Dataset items
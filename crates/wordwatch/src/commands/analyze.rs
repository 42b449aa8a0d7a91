//! Analyze command — one-shot analysis pass.

use anyhow::Context;
use camino::Utf8PathBuf;
use clap::Args;
use owo_colors::OwoColorize;
use tracing::{debug, instrument};
use wordwatch_core::{Config, StatisticsReport, analysis};

use crate::publish::{ReportSink, sink_for};

use super::ListArgs;

/// Arguments for the `analyze` subcommand.
#[derive(Args, Debug)]
pub struct AnalyzeArgs {
    /// Document to analyze (.txt/.md, .docx, or .pdf).
    pub file: Utf8PathBuf,

    /// How many interesting words to report.
    #[arg(long)]
    pub top: Option<usize>,

    /// Also publish the report to the configured endpoint.
    #[arg(long)]
    pub publish: bool,

    #[command(flatten)]
    pub lists: ListArgs,
}

/// Run one analysis pass over a document and print the report.
#[instrument(name = "cmd_analyze", skip_all, fields(file = %args.file))]
pub fn cmd_analyze(args: AnalyzeArgs, global_json: bool, config: &Config) -> anyhow::Result<()> {
    debug!(file = %args.file, top = ?args.top, "executing analyze command");

    let list_paths = args.lists.resolve(config)?;
    let top_n = args.top.unwrap_or(config.interesting_words);

    let report = analysis::run_pass(&args.file, &list_paths, top_n)
        .with_context(|| format!("failed to analyze {}", args.file))?;

    if args.publish {
        let sink = sink_for(config.endpoint.as_deref())?;
        sink.publish(&report)?;
        if config.endpoint.is_none() {
            // StdoutSink already printed the report; nothing more to do.
            return Ok(());
        }
    }

    if global_json {
        println!("{}", serde_json::to_string_pretty(&report)?);
        return Ok(());
    }

    print_report(&args.file, &report);
    Ok(())
}

fn print_report(file: &Utf8PathBuf, report: &StatisticsReport) {
    println!("{}", file.bold());

    println!(
        "\n  {} {} total, {} distinct, avg length {:.2}",
        "Words:".cyan(),
        report.total_words,
        report.different_words,
        report.average_word_length,
    );

    if !report.paragraphs.is_empty() {
        println!("\n  {}", "Paragraphs:".cyan());
        for paragraph in &report.paragraphs {
            println!("    {} — {} words", paragraph.heading, paragraph.word_count);
        }
    }

    if !report.interesting_words.is_empty() {
        let top: Vec<_> = report
            .interesting_words
            .iter()
            .map(|w| format!("{} ({})", w.word, w.count))
            .collect();
        println!("\n  {} {}", "Interesting:".cyan(), top.join(", "));
    }

    println!(
        "\n  {} vocabulary {}/{}, fancy {}/{}",
        "Coverage:".cyan(),
        report.vocabulary_coverage.hits,
        report.vocabulary_coverage.total,
        report.fancy_coverage.hits,
        report.fancy_coverage.total,
    );
    println!(
        "  {} {}/{} words, {}/{} categories",
        "Academic:".cyan(),
        report.academic_coverage.words_hits,
        report.academic_coverage.words_total,
        report.academic_coverage.category_hits,
        report.academic_coverage.category_total,
    );
}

■ TASK BRIEF
Please say how many lines in the records above contain the string "publish", giving no other words.

■ EXERCISE RESULT
5